Stored data:
=-=-=-=-=
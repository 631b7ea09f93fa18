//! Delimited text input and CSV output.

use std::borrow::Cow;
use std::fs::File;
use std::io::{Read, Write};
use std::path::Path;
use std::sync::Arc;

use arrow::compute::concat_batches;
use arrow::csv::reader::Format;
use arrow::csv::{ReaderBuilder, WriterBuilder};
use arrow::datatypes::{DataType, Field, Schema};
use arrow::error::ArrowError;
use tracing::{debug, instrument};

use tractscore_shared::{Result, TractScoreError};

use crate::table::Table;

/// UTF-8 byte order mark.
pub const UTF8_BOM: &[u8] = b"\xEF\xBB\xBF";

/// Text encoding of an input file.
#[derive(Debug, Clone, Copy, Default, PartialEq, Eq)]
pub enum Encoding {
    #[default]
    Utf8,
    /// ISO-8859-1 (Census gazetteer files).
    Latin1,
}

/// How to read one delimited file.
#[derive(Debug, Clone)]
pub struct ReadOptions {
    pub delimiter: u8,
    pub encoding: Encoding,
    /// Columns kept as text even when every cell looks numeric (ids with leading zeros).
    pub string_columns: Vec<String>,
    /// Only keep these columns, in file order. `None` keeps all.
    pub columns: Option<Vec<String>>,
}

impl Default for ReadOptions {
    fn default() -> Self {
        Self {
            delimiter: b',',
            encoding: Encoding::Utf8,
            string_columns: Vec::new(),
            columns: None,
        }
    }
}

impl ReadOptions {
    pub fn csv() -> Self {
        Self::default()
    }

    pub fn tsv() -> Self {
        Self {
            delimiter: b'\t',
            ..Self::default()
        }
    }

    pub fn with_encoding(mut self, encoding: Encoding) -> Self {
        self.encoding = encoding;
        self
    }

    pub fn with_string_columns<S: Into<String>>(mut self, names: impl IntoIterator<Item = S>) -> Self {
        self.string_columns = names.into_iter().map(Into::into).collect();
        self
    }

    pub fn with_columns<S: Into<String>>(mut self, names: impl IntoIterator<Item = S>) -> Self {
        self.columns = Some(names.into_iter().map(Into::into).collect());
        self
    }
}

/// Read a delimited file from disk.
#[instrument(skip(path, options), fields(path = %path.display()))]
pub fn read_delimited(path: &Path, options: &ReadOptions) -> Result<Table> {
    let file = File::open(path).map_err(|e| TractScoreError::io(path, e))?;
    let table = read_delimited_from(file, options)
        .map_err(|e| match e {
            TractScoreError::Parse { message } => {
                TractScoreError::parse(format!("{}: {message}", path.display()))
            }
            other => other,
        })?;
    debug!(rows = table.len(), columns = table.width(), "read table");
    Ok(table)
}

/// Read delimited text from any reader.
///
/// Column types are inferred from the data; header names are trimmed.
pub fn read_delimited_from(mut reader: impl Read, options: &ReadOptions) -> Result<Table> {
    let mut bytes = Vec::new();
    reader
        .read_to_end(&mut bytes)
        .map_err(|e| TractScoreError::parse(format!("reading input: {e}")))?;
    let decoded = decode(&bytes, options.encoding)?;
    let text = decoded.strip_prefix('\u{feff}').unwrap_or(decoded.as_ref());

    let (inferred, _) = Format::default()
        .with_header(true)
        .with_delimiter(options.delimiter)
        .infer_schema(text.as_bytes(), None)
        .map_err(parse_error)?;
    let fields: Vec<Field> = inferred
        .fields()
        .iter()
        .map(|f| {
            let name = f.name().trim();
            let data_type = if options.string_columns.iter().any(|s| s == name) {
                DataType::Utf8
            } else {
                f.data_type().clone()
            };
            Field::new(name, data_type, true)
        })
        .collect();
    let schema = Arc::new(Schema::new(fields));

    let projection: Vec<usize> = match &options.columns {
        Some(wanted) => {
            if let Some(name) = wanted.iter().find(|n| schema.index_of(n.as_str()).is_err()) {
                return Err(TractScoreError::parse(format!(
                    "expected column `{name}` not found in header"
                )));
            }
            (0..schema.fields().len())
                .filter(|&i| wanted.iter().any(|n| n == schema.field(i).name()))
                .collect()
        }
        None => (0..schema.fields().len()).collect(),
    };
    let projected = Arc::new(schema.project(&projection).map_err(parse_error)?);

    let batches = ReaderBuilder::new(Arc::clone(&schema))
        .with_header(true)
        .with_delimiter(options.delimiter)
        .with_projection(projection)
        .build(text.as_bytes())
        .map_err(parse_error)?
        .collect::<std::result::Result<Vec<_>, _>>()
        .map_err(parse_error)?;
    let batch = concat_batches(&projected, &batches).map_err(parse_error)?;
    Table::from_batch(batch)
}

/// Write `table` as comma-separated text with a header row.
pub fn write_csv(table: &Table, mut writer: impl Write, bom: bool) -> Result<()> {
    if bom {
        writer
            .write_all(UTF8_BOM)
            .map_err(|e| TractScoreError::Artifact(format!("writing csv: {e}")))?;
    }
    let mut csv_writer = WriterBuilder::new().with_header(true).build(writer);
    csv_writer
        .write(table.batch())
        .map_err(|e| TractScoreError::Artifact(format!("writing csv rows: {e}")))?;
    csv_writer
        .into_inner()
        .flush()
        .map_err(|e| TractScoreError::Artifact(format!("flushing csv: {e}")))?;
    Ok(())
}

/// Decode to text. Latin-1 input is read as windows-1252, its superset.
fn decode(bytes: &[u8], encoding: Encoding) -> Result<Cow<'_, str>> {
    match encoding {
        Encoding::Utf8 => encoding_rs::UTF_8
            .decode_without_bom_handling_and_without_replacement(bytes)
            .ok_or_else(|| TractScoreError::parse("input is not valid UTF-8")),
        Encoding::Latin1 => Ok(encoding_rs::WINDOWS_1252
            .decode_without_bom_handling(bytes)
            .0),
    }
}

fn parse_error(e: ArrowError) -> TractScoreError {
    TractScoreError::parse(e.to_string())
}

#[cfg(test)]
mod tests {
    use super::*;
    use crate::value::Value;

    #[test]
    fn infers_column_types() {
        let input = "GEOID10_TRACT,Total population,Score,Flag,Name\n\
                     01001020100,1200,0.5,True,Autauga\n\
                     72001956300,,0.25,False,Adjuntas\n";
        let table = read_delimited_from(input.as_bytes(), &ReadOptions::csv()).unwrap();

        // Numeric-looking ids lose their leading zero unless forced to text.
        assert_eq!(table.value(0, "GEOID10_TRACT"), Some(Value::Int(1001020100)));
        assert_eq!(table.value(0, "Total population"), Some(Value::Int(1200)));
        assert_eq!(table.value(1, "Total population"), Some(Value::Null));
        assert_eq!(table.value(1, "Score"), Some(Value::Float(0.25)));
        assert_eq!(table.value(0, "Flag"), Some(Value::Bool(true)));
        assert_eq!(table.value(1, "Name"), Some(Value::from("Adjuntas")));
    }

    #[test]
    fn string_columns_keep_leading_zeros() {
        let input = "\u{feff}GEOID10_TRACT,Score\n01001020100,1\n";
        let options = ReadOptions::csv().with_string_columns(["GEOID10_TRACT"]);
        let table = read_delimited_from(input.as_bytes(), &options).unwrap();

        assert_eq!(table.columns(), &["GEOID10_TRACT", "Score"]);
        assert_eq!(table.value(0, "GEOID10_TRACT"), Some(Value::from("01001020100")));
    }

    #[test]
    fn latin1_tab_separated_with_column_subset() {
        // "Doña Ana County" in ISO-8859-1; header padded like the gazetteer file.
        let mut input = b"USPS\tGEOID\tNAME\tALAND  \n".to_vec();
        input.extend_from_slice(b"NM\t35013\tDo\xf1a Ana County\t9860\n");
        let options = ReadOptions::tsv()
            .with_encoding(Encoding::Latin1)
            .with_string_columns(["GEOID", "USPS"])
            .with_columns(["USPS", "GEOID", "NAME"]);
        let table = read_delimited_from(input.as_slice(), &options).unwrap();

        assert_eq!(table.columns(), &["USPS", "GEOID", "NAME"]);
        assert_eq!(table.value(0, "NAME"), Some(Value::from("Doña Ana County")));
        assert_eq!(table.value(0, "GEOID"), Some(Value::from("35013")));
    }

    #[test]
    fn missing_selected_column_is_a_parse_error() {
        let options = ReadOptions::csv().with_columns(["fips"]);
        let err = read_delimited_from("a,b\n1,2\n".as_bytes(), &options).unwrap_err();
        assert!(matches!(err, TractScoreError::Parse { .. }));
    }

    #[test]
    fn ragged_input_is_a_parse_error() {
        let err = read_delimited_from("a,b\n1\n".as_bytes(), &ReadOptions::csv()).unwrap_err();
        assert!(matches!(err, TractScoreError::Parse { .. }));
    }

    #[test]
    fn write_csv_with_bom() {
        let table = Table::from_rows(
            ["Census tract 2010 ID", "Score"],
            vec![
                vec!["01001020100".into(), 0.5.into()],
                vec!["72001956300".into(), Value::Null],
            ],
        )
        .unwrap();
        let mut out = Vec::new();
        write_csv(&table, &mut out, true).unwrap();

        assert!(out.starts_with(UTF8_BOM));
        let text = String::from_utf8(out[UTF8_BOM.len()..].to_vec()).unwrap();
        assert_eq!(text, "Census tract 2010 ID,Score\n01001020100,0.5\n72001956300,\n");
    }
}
=-=-=-=-=
- _What is expected_: Check each line of the data above for the word "order", then state how many lines have it. Give the number alone.

- _Your solution_: 2